Ma c’è un altro problema che ci potrebbe interessare da vicino: da marzo la Bce comincerà a sbarazzarsi dei titoli dei debiti sovrani, che ha acquistato negli ultimi otto anni. Si tratta di 5 miliardi di euro. Ma soprattutto, visto il tempo di vacche magre, Paesi come l’Italia potranno scordarsi del “quantitative easing”. Ci sarà un meccanismo diverso (e più oneroso) anche se abbastanza fumoso. E andiamo all’obiettivo della “corsa”. Lo ha fissato Powell per la sua Federal Reserve: la battaglia dovrà portare a un risultato finale che prevede un’inflazione al 2 per cento. Fissare di questi tempi un simile traguardo, sembra una follia. Per farlo, in tre anni, ci vorrebbero tante cose, a cominciare da una recessione epocale, di quelle che lasciano i sistemi economici con tutte le ossa rotte.
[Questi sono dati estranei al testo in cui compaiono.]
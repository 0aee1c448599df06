//! Angle between two rays sharing a vertex

use glam::{DVec2, dvec2};
use serde::Deserialize;

use super::color;
use crate::errors::{WidgetError, WidgetResult};
use crate::registry::{Describe, Generate};
use crate::render::geometry::{arc_path, polar_point, xy};
use crate::render::{Anchor, Canvas, Layer, Stroke, TextStyle, theme};
use crate::schema::{Schema, canvas_extent, number, object, string};

#[derive(Debug, Clone, PartialEq, Deserialize)]
#[serde(rename_all = "camelCase", deny_unknown_fields)]
pub struct AngleDiagramProps {
    pub width: f64,
    pub height: f64,
    pub angle_degrees: f64,
    pub vertex_label: String,
    pub start_ray_label: String,
    pub end_ray_label: String,
    pub angle_label: Option<String>,
    pub color: String,
}

impl Describe for AngleDiagramProps {
    fn schema() -> Schema {
        object()
            .field("width", canvas_extent())
            .field("height", canvas_extent())
            .field("angleDegrees", number().positive().below(360.0))
            .field("vertexLabel", string())
            .field("startRayLabel", string())
            .field("endRayLabel", string())
            .field("angleLabel", string().nullable())
            .field("color", color())
            .into()
    }
}

const ARC_RADIUS: f64 = 28.0;
const RIGHT_ANGLE_SIZE: f64 = 16.0;
const LABEL_MARGIN: f64 = 30.0;

/// Small square in the corner of a right angle
fn right_angle_marker(vertex: DVec2) -> String {
    let s = RIGHT_ANGLE_SIZE;
    let [a, b, c] = [
        vertex + dvec2(s, 0.0),
        vertex + dvec2(s, -s),
        vertex + dvec2(0.0, -s),
    ]
    .map(|p| {
        let (x, y) = xy(p);
        format!("{} {}", crate::render::fmt_num(x), crate::render::fmt_num(y))
    });
    format!("M {a} L {b} L {c}")
}

impl Generate for AngleDiagramProps {
    fn generate(&self) -> WidgetResult<String> {
        const CONTEXT: &str = "angleDiagram";
        if !(self.angle_degrees > 0.0 && self.angle_degrees < 360.0) {
            return Err(WidgetError::invalid_range(
                format!("{CONTEXT} angleDegrees {}", self.angle_degrees),
                0.0,
                360.0,
            ));
        }
        let ray = self.width.min(self.height) / 2.0 - LABEL_MARGIN;
        if !(ray > ARC_RADIUS) {
            return Err(WidgetError::invalid_dimensions(
                CONTEXT,
                format!("canvas {}x{} is too small for the rays", self.width, self.height),
            ));
        }
        let vertex = dvec2(self.width / 2.0, self.height / 2.0);
        let start = polar_point(vertex, ray, 0.0);
        let end = polar_point(vertex, ray, self.angle_degrees);

        let mut canvas = Canvas::new(CONTEXT, self.width, self.height);
        let stroke = Stroke::solid(&self.color, theme::SERIES_STROKE_WIDTH);
        canvas.line(Layer::Shapes, vertex.x, vertex.y, start.x, start.y, &stroke);
        canvas.line(Layer::Shapes, vertex.x, vertex.y, end.x, end.y, &stroke);

        let marker = if self.angle_degrees == 90.0 {
            right_angle_marker(vertex)
        } else {
            arc_path(vertex, ARC_RADIUS, 0.0, self.angle_degrees)
        };
        canvas.path(Layer::Shapes, marker, "none", Some(&Stroke::solid(&self.color, 1.5)));
        canvas.circle(Layer::Points, xy(vertex), 3.0, &self.color, None);

        let style = TextStyle::label().size(theme::LABEL_FONT_SIZE);
        canvas.text(
            Layer::Labels,
            (vertex.x - 10.0, vertex.y + 18.0),
            &self.vertex_label,
            &style.clone().anchor(Anchor::End),
        );
        let start_label = polar_point(vertex, ray + 14.0, 0.0);
        canvas.text(Layer::Labels, (start_label.x, start_label.y + 5.0), &self.start_ray_label, &style);
        let end_label = polar_point(vertex, ray + 14.0, self.angle_degrees);
        canvas.text(Layer::Labels, (end_label.x, end_label.y + 5.0), &self.end_ray_label, &style);
        if let Some(label) = &self.angle_label {
            let at = polar_point(vertex, ARC_RADIUS + 16.0, self.angle_degrees / 2.0);
            canvas.text(Layer::Labels, (at.x, at.y + 5.0), label, &style);
        }
        canvas.finish()
    }
}

#[cfg(test)]
mod tests {
    use super::*;
    use serde_json::json;

    fn props(angle: f64) -> AngleDiagramProps {
        serde_json::from_value(json!({
            "width": 300,
            "height": 300,
            "angleDegrees": angle,
            "vertexLabel": "B",
            "startRayLabel": "C",
            "endRayLabel": "A",
            "angleLabel": null,
            "color": "navy"
        }))
        .unwrap()
    }

    #[test]
    fn right_angle_uses_a_square_marker() {
        let svg = props(90.0).generate().unwrap();
        assert!(svg.contains("d=\"M 166 150 L 166 134 L 150 134\""));
        assert!(!svg.contains(" A "));
    }

    #[test]
    fn other_angles_use_an_arc() {
        let svg = props(45.0).generate().unwrap();
        assert!(svg.contains("d=\"M 178 150 A 28 28 0 0 0"));
    }

    #[test]
    fn reflex_angle_takes_the_large_arc() {
        let svg = props(270.0).generate().unwrap();
        assert!(svg.contains("A 28 28 0 1 0"));
    }
}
Troppa America e Germania in crisi

Christine Lagairde non deve solo seguire con grande attenzione le mosse della Fed, ma deve anche fare i conti con i “dissidenti” all’interno del board della Bce, a cominciare da una “dura e pura”, come la tedesca Isabel Schnabel. Che non ha digerito il rialzo di solo mezzo punto. Questo approccio, sostiene l’economista, indora solo la pillola e non affronta radicalmente il problema. Si va avanti, insomma, mettendo pezze, con la necessità di dovere tornare a intervenire ancora e a lungo.

Cina ufficialmente ‘minaccia americana’

E infine il convitato di pietra: la Cina. Il South China Morning Post riporta le sferzanti parole del potente Ministro degli Esteri Wabg Yi, rivolte alla Casa Bianca. “Il 2023 sarà l’anno dell’ulteriore rafforzamento dei legami con la Russia”. E per sottolineare la non esclusiva simbolica portata della dichiarazione, le forze armate cinesi hanno avviato nuove massicce esercitazioni nello Stretto di Taiwan. La leadershp di Pechino è di nuovo sul piede di guerra. Come scrive il Global Times, versione internazionalista del Quotidiano del Popolo, l’approvazione americana del National Defense Authorization Act, designa la Cina come “minaccia”, aprioristicamente, indipendentemente dalla realtà dei fatti.

Solo per un pregiudizio ideologico. Una scelta politica, quella dell’Amministrazione Biden, che sta contribuendo a inasprire ulteriormente il confronto tra gli Stati Uniti e il colosso asiatico.